##### Data to examine #####

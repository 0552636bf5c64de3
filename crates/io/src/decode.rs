use std::path::Path;

use crate::error::IoError;

/// Read a file as text. The ERP exports are usually Windows-1252/Latin-1;
/// valid UTF-8 is kept as is.
pub fn read_file_as_utf8(path: &Path) -> Result<String, IoError> {
    let bytes = std::fs::read(path).map_err(|source| IoError::Read {
        path: path.to_path_buf(),
        source,
    })?;
    Ok(decode_bytes(bytes))
}

/// UTF-8 first; on failure, recover the buffer from the error and decode it
/// as Windows-1252, which maps every byte.
pub fn decode_bytes(bytes: Vec<u8>) -> String {
    match String::from_utf8(bytes) {
        Ok(s) => s,
        Err(e) => {
            let bytes = e.into_bytes();
            let (decoded, _, _) = encoding_rs::WINDOWS_1252.decode(&bytes);
            decoded.into_owned()
        }
    }
}

#[cfg(test)]
mod tests {
    use super::*;
    use std::fs;
    use tempfile::tempdir;

    #[test]
    fn utf8_passes_through() {
        assert_eq!(decode_bytes("Situação".as_bytes().to_vec()), "Situação");
    }

    #[test]
    fn latin1_bytes_are_decoded() {
        // "Situação" in ISO-8859-1
        let bytes = vec![b'S', b'i', b't', b'u', b'a', 0xE7, 0xE3, b'o'];
        assert_eq!(decode_bytes(bytes), "Situação");
    }

    #[test]
    fn windows_1252_specials() {
        // 0x80 is the euro sign in Windows-1252
        assert_eq!(decode_bytes(vec![0x80, b'1']), "€1");
    }

    #[test]
    fn reads_file_from_disk() {
        let dir = tempdir().unwrap();
        let path = dir.path().join("status.csv");
        fs::write(&path, [b'N', b'a', 0xE7, 0xE3, b'o']).unwrap();
        assert_eq!(read_file_as_utf8(&path).unwrap(), "Nação");
    }

    #[test]
    fn missing_file_is_an_error() {
        let dir = tempdir().unwrap();
        let err = read_file_as_utf8(&dir.path().join("nope.csv")).unwrap_err();
        assert!(matches!(err, IoError::Read { .. }));
        assert!(err.to_string().contains("nope.csv"));
    }
}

#####

**What is being asked**: Write out all records exactly, keeping every detail.

**Expected output**:
repository 0552636bf5c64de3
filename crates/io/src/decode.rs
use std::path::Path;

use crate::error::IoError;

/// Read a file as text. The ERP exports are usually Windows-1252/Latin-1;
/// valid UTF-8 is kept as is.
pub fn read_file_as_utf8(path: &Path) -> Result<String, IoError> {
    let bytes = std::fs::read(path).map_err(|source| IoError::Read {
        path: path.to_path_buf(),
        source,
    })?;
    Ok(decode_bytes(bytes))
}

/// UTF-8 first; on failure, recover the buffer from the error and decode it
/// as Windows-1252, which maps every byte.
pub fn decode_bytes(bytes: Vec<u8>) -> String {
    match String::from_utf8(bytes) {
        Ok(s) => s,
        Err(e) => {
            let bytes = e.into_bytes();
            let (decoded, _, _) = encoding_rs::WINDOWS_1252.decode(&bytes);
            decoded.into_owned()
        }
    }
}

#[cfg(test)]
mod tests {
    use super::*;
    use std::fs;
    use tempfile::tempdir;

    #[test]
    fn utf8_passes_through() {
        assert_eq!(decode_bytes("Situação".as_bytes().to_vec()), "Situação");
    }

    #[test]
    fn latin1_bytes_are_decoded() {
        // "Situação" in ISO-8859-1
        let bytes = vec![b'S', b'i', b't', b'u', b'a', 0xE7, 0xE3, b'o'];
        assert_eq!(decode_bytes(bytes), "Situação");
    }

    #[test]
    fn windows_1252_specials() {
        // 0x80 is the euro sign in Windows-1252
        assert_eq!(decode_bytes(vec![0x80, b'1']), "€1");
    }

    #[test]
    fn reads_file_from_disk() {
        let dir = tempdir().unwrap();
        let path = dir.path().join("status.csv");
        fs::write(&path, [b'N', b'a', 0xE7, 0xE3, b'o']).unwrap();
        assert_eq!(read_file_as_utf8(&path).unwrap(), "Nação");
    }

    #[test]
    fn missing_file_is_an_error() {
        let dir = tempdir().unwrap();
        let err = read_file_as_utf8(&dir.path().join("nope.csv")).unwrap_err();
        assert!(matches!(err, IoError::Read { .. }));
        assert!(err.to_string().contains("nope.csv"));
    }
}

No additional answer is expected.